[Entries taken from a collection]
"""

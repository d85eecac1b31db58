//! Integration tests for the selection laws the catalog logic guarantees
//!
//! Exercises the resolver, assembler and auditor together the way the
//! configurator and the audit driver use them.

#![allow(clippy::disallowed_methods)] // Test code - unwrap is acceptable

use catalog_model::{
    assemble, audit, resolve, CableRecord, CatalogContext, CurrentClass, FailureReason, Fragment,
    JoinStyle, ReferenceRow, ReferenceTable, SelectionError, TableId, TerminationRecord,
};
use std::collections::HashMap;

const RANGE_15KV: TableId = TableId::CableRange {
    voltage_kv: 15,
    current: CurrentClass::A200,
};

fn row(lower: f64, upper: f64, code: &str) -> ReferenceRow {
    ReferenceRow {
        lower_bound: lower,
        upper_bound: upper,
        return_code: code.to_string(),
        filter_keys: HashMap::new(),
    }
}

/// Inclusive boundary law: for every row, both bounds resolve to the
/// row's own code
#[test]
fn every_row_boundary_resolves_to_its_own_code() {
    let rows = vec![
        row(10.0, 14.9, "1"),
        row(15.0, 20.0, "2"),
        row(20.1, 26.0, "3"),
    ];
    let mut ctx = CatalogContext::new();
    ctx.insert_table(RANGE_15KV, ReferenceTable::new(rows.clone()));

    for reference in &rows {
        for bound in [reference.lower_bound, reference.upper_bound] {
            assert_eq!(
                resolve(&ctx, RANGE_15KV, &[], bound).unwrap(),
                reference.return_code,
                "bound {} should select code {}",
                bound,
                reference.return_code
            );
        }
    }
}

#[test]
fn measurements_between_disjoint_ranges_never_match() {
    let mut ctx = CatalogContext::new();
    ctx.insert_table(
        RANGE_15KV,
        ReferenceTable::new(vec![row(10.0, 14.0, "1"), row(16.0, 20.0, "2")]),
    );

    for gap in [14.5, 15.0, 15.9] {
        assert!(matches!(
            resolve(&ctx, RANGE_15KV, &[], gap),
            Err(SelectionError::NoMatch { .. })
        ));
    }
}

#[test]
fn overlapping_ranges_prefer_the_tightest_fit() {
    let mut ctx = CatalogContext::new();
    // r1 span 5, r2 span 2, both containing 17.0
    ctx.insert_table(
        RANGE_15KV,
        ReferenceTable::new(vec![row(14.0, 19.0, "r1"), row(16.0, 18.0, "r2")]),
    );
    assert_eq!(resolve(&ctx, RANGE_15KV, &[], 17.0).unwrap(), "r2");
}

#[test]
fn assembled_part_number_never_carries_error_markers() {
    let fragments = [
        Fragment::literal("T"),
        Fragment::Missing(SelectionError::no_match("conductor_codes_200a", 300.0)),
        Fragment::Code("03".to_string()),
    ];
    let part_number = assemble("15-LE200", &fragments, JoinStyle::Concat);
    assert_eq!(part_number, "15-LE200T03");
    assert!(!part_number.contains("N/A"));
    assert!(!part_number.contains("ERR"));
}

/// The spec.md §8 audit scenario: 3 cables at (25 kV, 95 mm2), one window
#[test]
fn audit_reports_the_outlier_construction_at_a_covered_nominal_size() {
    let cables: Vec<CableRecord> = [18.0, 19.5, 25.0]
        .iter()
        .enumerate()
        .map(|(idx, od)| CableRecord {
            voltage_class: "25 kV".to_string(),
            cross_section_mm2: 95.0,
            brand: "Acme".to_string(),
            cable_name: format!("XLPE-{}", idx),
            outer_diameter_mm: *od,
        })
        .collect();
    let terminations = vec![TerminationRecord {
        voltage_class: "25 kV".to_string(),
        part_number: "CSTO-25".to_string(),
        od_min_mm: 17.0,
        od_max_mm: 20.0,
    }];

    let report = audit(&cables, &terminations);

    assert_eq!(report.total, 3);
    assert_eq!(report.covered, 2);
    assert_eq!(report.findings.len(), 1);
    assert_eq!(report.findings[0].cable_name, "XLPE-2");
    assert_eq!(report.findings[0].reason, FailureReason::TooThick);
    assert_eq!(format!("{:.2}", report.coverage_rate()), "66.67");
}

#[test]
fn audit_of_empty_database_is_vacuously_covered() {
    let report = audit(&[], &[]);
    assert_eq!(report.total, 0);
    assert!(report.findings.is_empty());
    assert_eq!(report.coverage_rate(), 100.0);
}
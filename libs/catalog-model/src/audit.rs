//! Coverage auditor
//!
//! Cross-checks the full cable database against the termination tables by
//! replaying the configurator's selection behavior: one termination is
//! chosen per (voltage, cross-section) group from the group's median OD,
//! then every individual cable is re-checked against that termination's
//! exact window. Cables whose construction falls outside the chosen
//! window are exactly the defect class this audit exists to surface.

use crate::types::{AuditFinding, CableRecord, FailureReason, TerminationRecord};
use crate::voltage::VoltageClass;
use std::cmp::Ordering;
use std::collections::BTreeMap;
use tracing::debug;

/// Result of a coverage audit
#[derive(Debug, Clone)]
pub struct AuditReport {
    /// One entry per uncovered cable, in deterministic group order
    pub findings: Vec<AuditFinding>,

    /// Total cables in the database
    pub total: usize,

    /// Cables whose OD fits the termination selected for their group
    pub covered: usize,
}

impl AuditReport {
    /// Coverage percentage with vacuous 100% for an empty database
    /// (documented policy: no cables means nothing is uncovered)
    pub fn coverage_rate(&self) -> f64 {
        if self.total == 0 {
            100.0
        } else {
            self.covered as f64 / self.total as f64 * 100.0
        }
    }

    pub fn uncovered(&self) -> usize {
        self.findings.len()
    }
}

/// Grouping key: voltage label plus cross-section in hundredths of mm2,
/// so f64 sections order totally and group deterministically
type GroupKey = (String, i64);

fn group_key(cable: &CableRecord) -> GroupKey {
    (
        cable.voltage_class.clone(),
        (cable.cross_section_mm2 * 100.0).round() as i64,
    )
}

/// Audit every cable in the database against the termination tables.
///
/// Two-pass per group: the median OD picks the representative termination
/// (narrowest window on ties, as the resolver would), then each cable is
/// checked against that termination's exact window. A group with no
/// matching termination contributes one `NoTerminationFound` finding per
/// cable instead of aborting the run.
pub fn audit(cables: &[CableRecord], terminations: &[TerminationRecord]) -> AuditReport {
    let mut groups: BTreeMap<GroupKey, Vec<&CableRecord>> = BTreeMap::new();
    for cable in cables {
        groups.entry(group_key(cable)).or_default().push(cable);
    }

    let mut findings = Vec::new();

    for ((voltage_label, _), group) in &groups {
        let diameters: Vec<f64> = group.iter().map(|c| c.outer_diameter_mm).collect();
        let od_median = median(&diameters);
        let normalized = VoltageClass::normalize(voltage_label);

        let selected = terminations
            .iter()
            .filter(|t| VoltageClass::normalize(&t.voltage_class) == normalized)
            .filter(|t| t.accepts(od_median))
            .min_by(|a, b| termination_order(a, b));

        match selected {
            None => {
                debug!(
                    voltage = %voltage_label,
                    od_median,
                    cables = group.len(),
                    "no termination window contains group median"
                );
                for cable in group {
                    findings.push(finding(cable, FailureReason::NoTerminationFound));
                }
            },
            Some(termination) => {
                for cable in group {
                    if cable.outer_diameter_mm < termination.od_min_mm {
                        findings.push(finding(cable, FailureReason::TooThin));
                    } else if cable.outer_diameter_mm > termination.od_max_mm {
                        findings.push(finding(cable, FailureReason::TooThick));
                    }
                }
            },
        }
    }

    let total = cables.len();
    let covered = total - findings.len();
    AuditReport {
        findings,
        total,
        covered,
    }
}

/// Tie-break ordering for candidate terminations: window span, then lower
/// edge, then part number (mirrors the resolver's determinism rule)
fn termination_order(a: &TerminationRecord, b: &TerminationRecord) -> Ordering {
    a.span()
        .partial_cmp(&b.span())
        .unwrap_or(Ordering::Equal)
        .then_with(|| {
            a.od_min_mm
                .partial_cmp(&b.od_min_mm)
                .unwrap_or(Ordering::Equal)
        })
        .then_with(|| a.part_number.cmp(&b.part_number))
}

fn finding(cable: &CableRecord, reason: FailureReason) -> AuditFinding {
    AuditFinding {
        voltage_class: cable.voltage_class.clone(),
        cross_section_mm2: cable.cross_section_mm2,
        brand: cable.brand.clone(),
        cable_name: cable.cable_name.clone(),
        reason,
    }
}

/// Median of a non-empty slice; chosen over the mean to resist outlier
/// cable constructions within one nominal size
fn median(values: &[f64]) -> f64 {
    let mut sorted = values.to_vec();
    sorted.sort_by(|a, b| a.partial_cmp(b).unwrap_or(Ordering::Equal));
    let mid = sorted.len() / 2;
    if sorted.len() % 2 == 0 {
        (sorted[mid - 1] + sorted[mid]) / 2.0
    } else {
        sorted[mid]
    }
}

#[cfg(test)]
mod tests {
    use super::*;

    fn cable(voltage: &str, section: f64, name: &str, od: f64) -> CableRecord {
        CableRecord {
            voltage_class: voltage.to_string(),
            cross_section_mm2: section,
            brand: "Acme".to_string(),
            cable_name: name.to_string(),
            outer_diameter_mm: od,
        }
    }

    fn termination(voltage: &str, part: &str, min: f64, max: f64) -> TerminationRecord {
        TerminationRecord {
            voltage_class: voltage.to_string(),
            part_number: part.to_string(),
            od_min_mm: min,
            od_max_mm: max,
        }
    }

    #[test]
    fn test_median_odd_and_even() {
        assert_eq!(median(&[18.0, 25.0, 19.5]), 19.5);
        assert_eq!(median(&[18.0, 19.0, 20.0, 25.0]), 19.5);
    }

    #[test]
    fn test_median_picks_part_then_each_cable_is_rechecked() {
        // Median 19.5 sits inside the window, but the 25.0 mm construction
        // at the same nominal size does not
        let cables = vec![
            cable("25 kV", 95.0, "XLPE-A", 18.0),
            cable("25 kV", 95.0, "XLPE-B", 19.5),
            cable("25 kV", 95.0, "XLPE-C", 25.0),
        ];
        let terminations = vec![termination("25 kV", "CSTO-25", 17.0, 20.0)];

        let report = audit(&cables, &terminations);
        assert_eq!(report.total, 3);
        assert_eq!(report.covered, 2);
        assert_eq!(report.findings.len(), 1);
        assert_eq!(report.findings[0].cable_name, "XLPE-C");
        assert_eq!(report.findings[0].reason, FailureReason::TooThick);
        assert!((report.coverage_rate() - 66.67).abs() < 0.01);
    }

    #[test]
    fn test_too_thin_reason() {
        let cables = vec![
            cable("25 kV", 95.0, "A", 14.0),
            cable("25 kV", 95.0, "B", 18.0),
            cable("25 kV", 95.0, "C", 18.5),
        ];
        let terminations = vec![termination("25 kV", "CSTO-25", 17.0, 20.0)];

        let report = audit(&cables, &terminations);
        assert_eq!(report.findings.len(), 1);
        assert_eq!(report.findings[0].reason, FailureReason::TooThin);
    }

    #[test]
    fn test_group_without_termination_fails_whole_group() {
        let cables = vec![
            cable("35 kV", 150.0, "A", 28.0),
            cable("35 kV", 150.0, "B", 29.0),
        ];
        // Only 25 kV windows available
        let terminations = vec![termination("25 kV", "CSTO-25", 17.0, 20.0)];

        let report = audit(&cables, &terminations);
        assert_eq!(report.total, 2);
        assert_eq!(report.covered, 0);
        assert!(report
            .findings
            .iter()
            .all(|f| f.reason == FailureReason::NoTerminationFound));
        assert_eq!(report.coverage_rate(), 0.0);
    }

    #[test]
    fn test_voltage_labels_normalize_before_matching() {
        // "24 kV" datasheet label matches a "25 kV" termination
        let cables = vec![cable("24 kV", 95.0, "A", 18.0)];
        let terminations = vec![termination("25 kV", "CSTO-25", 17.0, 20.0)];

        let report = audit(&cables, &terminations);
        assert_eq!(report.covered, 1);
        assert!(report.findings.is_empty());
    }

    #[test]
    fn test_narrowest_window_is_selected() {
        // Both windows contain the median; the tight one governs, so the
        // 21.5 mm cable is out of tolerance
        let cables = vec![
            cable("25 kV", 95.0, "A", 18.0),
            cable("25 kV", 95.0, "B", 19.0),
            cable("25 kV", 95.0, "C", 21.5),
        ];
        let terminations = vec![
            termination("25 kV", "CSTO-WIDE", 15.0, 25.0),
            termination("25 kV", "CSTO-TIGHT", 17.0, 20.0),
        ];

        let report = audit(&cables, &terminations);
        assert_eq!(report.findings.len(), 1);
        assert_eq!(report.findings[0].cable_name, "C");
        assert_eq!(report.findings[0].reason, FailureReason::TooThick);
    }

    #[test]
    fn test_empty_database_policy() {
        let report = audit(&[], &[termination("25 kV", "CSTO-25", 17.0, 20.0)]);
        assert_eq!(report.total, 0);
        assert_eq!(report.covered, 0);
        assert!(report.findings.is_empty());
        assert_eq!(report.coverage_rate(), 100.0);
    }

    #[test]
    fn test_groups_with_mixed_outcomes_aggregate() {
        let cables = vec![
            cable("15 kV", 50.0, "A", 16.0),  // covered
            cable("15 kV", 50.0, "B", 16.5),  // covered
            cable("25 kV", 95.0, "C", 30.0),  // no termination for median
            cable("35 kV", 150.0, "D", 28.0), // no 35 kV termination at all
        ];
        let terminations = vec![
            termination("15 kV", "CSTO-15", 15.0, 18.0),
            termination("25 kV", "CSTO-25", 17.0, 20.0),
        ];

        let report = audit(&cables, &terminations);
        assert_eq!(report.total, 4);
        assert_eq!(report.covered, 2);
        assert_eq!(report.uncovered(), 2);
        assert_eq!(report.coverage_rate(), 50.0);
    }
}
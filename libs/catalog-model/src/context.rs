//! Catalog data context
//!
//! All reference data is loaded once per run into a [`CatalogContext`] and
//! passed explicitly to the resolver and auditor. Tables are addressed by a
//! typed composite key ([`TableId`]) so the one generic lookup serves every
//! product family; a table absent from the context is a distinct
//! [`SelectionError::TableMissing`] outcome, never an empty match.

use crate::error::{Result, SelectionError};
use crate::types::{CableRecord, ProductBase, ReferenceTable, TerminationRecord};
use serde::{Deserialize, Serialize};
use std::collections::HashMap;
use std::fmt;

/// Current class a cable-range table applies to
#[derive(Debug, Clone, Copy, PartialEq, Eq, Hash, Serialize, Deserialize)]
pub enum CurrentClass {
    /// 200 A loadbreak products
    #[serde(rename = "200A")]
    A200,
    /// 600 A (and 900 A) deadbreak products
    #[serde(rename = "600A")]
    A600,
}

/// Composite key addressing one reference table
#[derive(Debug, Clone, Copy, PartialEq, Eq, Hash)]
pub enum TableId {
    /// Cable-diameter range table for one voltage/current combination
    CableRange {
        voltage_kv: u16,
        current: CurrentClass,
    },

    /// Conductor code table for 200 A elbows (2-digit codes)
    Conductor200,

    /// Compression lug table for 600 A T-bodies (4-digit codes)
    CompressionLug600,

    /// Shear-bolt connector table (range over conductor mm2)
    ShearBolt,
}

impl fmt::Display for TableId {
    fn fmt(&self, f: &mut fmt::Formatter<'_>) -> fmt::Result {
        match self {
            TableId::CableRange {
                voltage_kv,
                current: CurrentClass::A200,
            } => write!(f, "cable_range_{}kv", voltage_kv),
            TableId::CableRange {
                voltage_kv,
                current: CurrentClass::A600,
            } => write!(f, "cable_range_{}kv_600a", voltage_kv),
            TableId::Conductor200 => write!(f, "conductor_codes_200a"),
            TableId::CompressionLug600 => write!(f, "compression_lugs_600a"),
            TableId::ShearBolt => write!(f, "shear_bolt_lugs"),
        }
    }
}

/// Immutable, explicitly passed catalog data
///
/// Replaces the ambient cached table dictionary of earlier tooling: the
/// context is built once by the ingestion layer and only read afterwards.
#[derive(Debug, Clone, Default)]
pub struct CatalogContext {
    tables: HashMap<TableId, ReferenceTable>,

    /// Full cable database used by the coverage auditor
    pub cables: Vec<CableRecord>,

    /// Termination options with OD windows
    pub terminations: Vec<TerminationRecord>,

    /// Configurable base products
    pub products: Vec<ProductBase>,
}

impl CatalogContext {
    pub fn new() -> Self {
        Self::default()
    }

    /// Register a reference table under its composite key
    pub fn insert_table(&mut self, id: TableId, table: ReferenceTable) {
        self.tables.insert(id, table);
    }

    /// Look up a reference table, failing with the table's name if absent
    pub fn table(&self, id: TableId) -> Result<&ReferenceTable> {
        self.tables
            .get(&id)
            .ok_or_else(|| SelectionError::table_missing(id.to_string()))
    }

    pub fn has_table(&self, id: TableId) -> bool {
        self.tables.contains_key(&id)
    }

    /// Iterate over loaded tables (iteration order is unspecified)
    pub fn tables(&self) -> impl Iterator<Item = (&TableId, &ReferenceTable)> {
        self.tables.iter()
    }

    pub fn table_count(&self) -> usize {
        self.tables.len()
    }
}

"""

Copy each line above holding "explicitly".

//! passed explicitly to the resolver and auditor. Tables are addressed by a
/// Immutable, explicitly passed catalog data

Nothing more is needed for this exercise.